- PROBLEM REQUIREMENTS:
So that nothing is lost, write out all the lines below exactly.

- ENTRIES SHOWN:
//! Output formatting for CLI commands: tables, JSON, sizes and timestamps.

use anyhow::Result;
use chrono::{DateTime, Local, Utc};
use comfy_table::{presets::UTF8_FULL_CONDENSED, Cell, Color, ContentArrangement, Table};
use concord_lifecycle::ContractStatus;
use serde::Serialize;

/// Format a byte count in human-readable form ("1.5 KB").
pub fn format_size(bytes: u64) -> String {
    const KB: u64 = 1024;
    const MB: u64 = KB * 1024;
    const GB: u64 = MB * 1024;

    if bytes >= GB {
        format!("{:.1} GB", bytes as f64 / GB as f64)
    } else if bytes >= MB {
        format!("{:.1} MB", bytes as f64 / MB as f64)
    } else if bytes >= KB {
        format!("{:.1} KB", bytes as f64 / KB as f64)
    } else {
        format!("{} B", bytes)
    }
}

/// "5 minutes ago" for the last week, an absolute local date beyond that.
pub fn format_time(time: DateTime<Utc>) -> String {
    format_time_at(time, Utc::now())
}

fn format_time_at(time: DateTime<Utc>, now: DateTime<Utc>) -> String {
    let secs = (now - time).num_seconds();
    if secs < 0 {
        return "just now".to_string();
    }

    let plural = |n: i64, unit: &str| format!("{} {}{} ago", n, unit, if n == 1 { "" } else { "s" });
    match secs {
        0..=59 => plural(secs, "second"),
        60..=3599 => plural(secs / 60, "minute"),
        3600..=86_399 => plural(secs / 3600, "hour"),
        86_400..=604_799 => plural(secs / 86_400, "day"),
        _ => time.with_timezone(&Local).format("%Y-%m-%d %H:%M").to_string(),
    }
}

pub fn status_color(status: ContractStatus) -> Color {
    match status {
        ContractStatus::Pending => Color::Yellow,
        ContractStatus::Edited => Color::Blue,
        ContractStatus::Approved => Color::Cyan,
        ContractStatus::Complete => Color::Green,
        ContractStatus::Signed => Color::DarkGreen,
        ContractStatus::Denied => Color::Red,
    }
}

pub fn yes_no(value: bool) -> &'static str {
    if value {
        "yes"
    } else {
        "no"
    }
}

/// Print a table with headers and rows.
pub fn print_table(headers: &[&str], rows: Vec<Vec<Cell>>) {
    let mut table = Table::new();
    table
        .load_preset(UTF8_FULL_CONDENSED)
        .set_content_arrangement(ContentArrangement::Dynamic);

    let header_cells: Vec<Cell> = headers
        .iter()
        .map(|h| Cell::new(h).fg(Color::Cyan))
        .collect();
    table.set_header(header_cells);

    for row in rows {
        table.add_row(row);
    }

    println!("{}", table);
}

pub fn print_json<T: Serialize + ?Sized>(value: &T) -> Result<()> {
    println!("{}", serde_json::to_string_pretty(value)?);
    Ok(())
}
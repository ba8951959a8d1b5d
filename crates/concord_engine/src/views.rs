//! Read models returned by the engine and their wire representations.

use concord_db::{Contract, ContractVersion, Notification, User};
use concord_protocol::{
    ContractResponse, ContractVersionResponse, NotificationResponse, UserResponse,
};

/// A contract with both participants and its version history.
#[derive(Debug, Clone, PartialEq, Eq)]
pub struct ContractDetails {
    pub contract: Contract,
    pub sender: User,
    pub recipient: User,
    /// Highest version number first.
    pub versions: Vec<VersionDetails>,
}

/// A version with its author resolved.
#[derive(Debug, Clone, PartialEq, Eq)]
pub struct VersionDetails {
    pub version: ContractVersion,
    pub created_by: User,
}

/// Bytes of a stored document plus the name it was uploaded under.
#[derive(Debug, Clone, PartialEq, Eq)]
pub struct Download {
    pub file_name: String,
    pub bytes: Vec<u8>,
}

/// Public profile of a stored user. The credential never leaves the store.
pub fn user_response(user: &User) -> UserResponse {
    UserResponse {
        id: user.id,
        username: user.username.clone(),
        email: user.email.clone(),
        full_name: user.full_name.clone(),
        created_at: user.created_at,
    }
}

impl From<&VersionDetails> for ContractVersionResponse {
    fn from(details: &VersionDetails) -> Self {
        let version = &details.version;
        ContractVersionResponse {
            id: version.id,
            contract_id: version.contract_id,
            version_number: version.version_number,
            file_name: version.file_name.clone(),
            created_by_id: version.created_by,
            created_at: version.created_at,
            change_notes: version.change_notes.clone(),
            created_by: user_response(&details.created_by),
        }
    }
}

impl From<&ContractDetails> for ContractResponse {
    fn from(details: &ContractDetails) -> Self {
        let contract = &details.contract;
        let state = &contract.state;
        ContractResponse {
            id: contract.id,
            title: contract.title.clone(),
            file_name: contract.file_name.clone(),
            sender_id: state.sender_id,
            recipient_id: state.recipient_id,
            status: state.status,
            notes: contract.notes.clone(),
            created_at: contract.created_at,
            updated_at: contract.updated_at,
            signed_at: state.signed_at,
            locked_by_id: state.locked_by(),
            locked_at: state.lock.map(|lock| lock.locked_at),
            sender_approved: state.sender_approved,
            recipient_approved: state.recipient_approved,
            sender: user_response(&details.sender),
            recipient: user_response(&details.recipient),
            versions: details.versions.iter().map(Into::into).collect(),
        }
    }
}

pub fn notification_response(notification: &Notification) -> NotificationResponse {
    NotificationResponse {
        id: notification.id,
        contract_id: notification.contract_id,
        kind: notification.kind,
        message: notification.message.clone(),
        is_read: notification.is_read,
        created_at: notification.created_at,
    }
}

- RESPONSE BOX:
//! Output formatting for CLI commands: tables, JSON, sizes and timestamps.

use anyhow::Result;
use chrono::{DateTime, Local, Utc};
use comfy_table::{presets::UTF8_FULL_CONDENSED, Cell, Color, ContentArrangement, Table};
use concord_lifecycle::ContractStatus;
use serde::Serialize;

/// Format a byte count in human-readable form ("1.5 KB").
pub fn format_size(bytes: u64) -> String {
    const KB: u64 = 1024;
    const MB: u64 = KB * 1024;
    const GB: u64 = MB * 1024;

    if bytes >= GB {
        format!("{:.1} GB", bytes as f64 / GB as f64)
    } else if bytes >= MB {
        format!("{:.1} MB", bytes as f64 / MB as f64)
    } else if bytes >= KB {
        format!("{:.1} KB", bytes as f64 / KB as f64)
    } else {
        format!("{} B", bytes)
    }
}

/// "5 minutes ago" for the last week, an absolute local date beyond that.
pub fn format_time(time: DateTime<Utc>) -> String {
    format_time_at(time, Utc::now())
}

fn format_time_at(time: DateTime<Utc>, now: DateTime<Utc>) -> String {
    let secs = (now - time).num_seconds();
    if secs < 0 {
        return "just now".to_string();
    }

    let plural = |n: i64, unit: &str| format!("{} {}{} ago", n, unit, if n == 1 { "" } else { "s" });
    match secs {
        0..=59 => plural(secs, "second"),
        60..=3599 => plural(secs / 60, "minute"),
        3600..=86_399 => plural(secs / 3600, "hour"),
        86_400..=604_799 => plural(secs / 86_400, "day"),
        _ => time.with_timezone(&Local).format("%Y-%m-%d %H:%M").to_string(),
    }
}

pub fn status_color(status: ContractStatus) -> Color {
    match status {
        ContractStatus::Pending => Color::Yellow,
        ContractStatus::Edited => Color::Blue,
        ContractStatus::Approved => Color::Cyan,
        ContractStatus::Complete => Color::Green,
        ContractStatus::Signed => Color::DarkGreen,
        ContractStatus::Denied => Color::Red,
    }
}

pub fn yes_no(value: bool) -> &'static str {
    if value {
        "yes"
    } else {
        "no"
    }
}

/// Print a table with headers and rows.
pub fn print_table(headers: &[&str], rows: Vec<Vec<Cell>>) {
    let mut table = Table::new();
    table
        .load_preset(UTF8_FULL_CONDENSED)
        .set_content_arrangement(ContentArrangement::Dynamic);

    let header_cells: Vec<Cell> = headers
        .iter()
        .map(|h| Cell::new(h).fg(Color::Cyan))
        .collect();
    table.set_header(header_cells);

    for row in rows {
        table.add_row(row);
    }

    println!("{}", table);
}

pub fn print_json<T: Serialize + ?Sized>(value: &T) -> Result<()> {
    println!("{}", serde_json::to_string_pretty(value)?);
    Ok(())
}
repository ba8951959a8d1b5d
filename crates/concord_engine/src/views.rs
//! Read models returned by the engine and their wire representations.

use concord_db::{Contract, ContractVersion, Notification, User};
use concord_protocol::{
    ContractResponse, ContractVersionResponse, NotificationResponse, UserResponse,
};

/// A contract with both participants and its version history.
#[derive(Debug, Clone, PartialEq, Eq)]
pub struct ContractDetails {
    pub contract: Contract,
    pub sender: User,
    pub recipient: User,
    /// Highest version number first.
    pub versions: Vec<VersionDetails>,
}

/// A version with its author resolved.
#[derive(Debug, Clone, PartialEq, Eq)]
pub struct VersionDetails {
    pub version: ContractVersion,
    pub created_by: User,
}

/// Bytes of a stored document plus the name it was uploaded under.
#[derive(Debug, Clone, PartialEq, Eq)]
pub struct Download {
    pub file_name: String,
    pub bytes: Vec<u8>,
}

/// Public profile of a stored user. The credential never leaves the store.
pub fn user_response(user: &User) -> UserResponse {
    UserResponse {
        id: user.id,
        username: user.username.clone(),
        email: user.email.clone(),
        full_name: user.full_name.clone(),
        created_at: user.created_at,
    }
}

impl From<&VersionDetails> for ContractVersionResponse {
    fn from(details: &VersionDetails) -> Self {
        let version = &details.version;
        ContractVersionResponse {
            id: version.id,
            contract_id: version.contract_id,
            version_number: version.version_number,
            file_name: version.file_name.clone(),
            created_by_id: version.created_by,
            created_at: version.created_at,
            change_notes: version.change_notes.clone(),
            created_by: user_response(&details.created_by),
        }
    }
}

impl From<&ContractDetails> for ContractResponse {
    fn from(details: &ContractDetails) -> Self {
        let contract = &details.contract;
        let state = &contract.state;
        ContractResponse {
            id: contract.id,
            title: contract.title.clone(),
            file_name: contract.file_name.clone(),
            sender_id: state.sender_id,
            recipient_id: state.recipient_id,
            status: state.status,
            notes: contract.notes.clone(),
            created_at: contract.created_at,
            updated_at: contract.updated_at,
            signed_at: state.signed_at,
            locked_by_id: state.locked_by(),
            locked_at: state.lock.map(|lock| lock.locked_at),
            sender_approved: state.sender_approved,
            recipient_approved: state.recipient_approved,
            sender: user_response(&details.sender),
            recipient: user_response(&details.recipient),
            versions: details.versions.iter().map(Into::into).collect(),
        }
    }
}

pub fn notification_response(notification: &Notification) -> NotificationResponse {
    NotificationResponse {
        id: notification.id,
        contract_id: notification.contract_id,
        kind: notification.kind,
        message: notification.message.clone(),
        is_read: notification.is_read,
        created_at: notification.created_at,
    }
}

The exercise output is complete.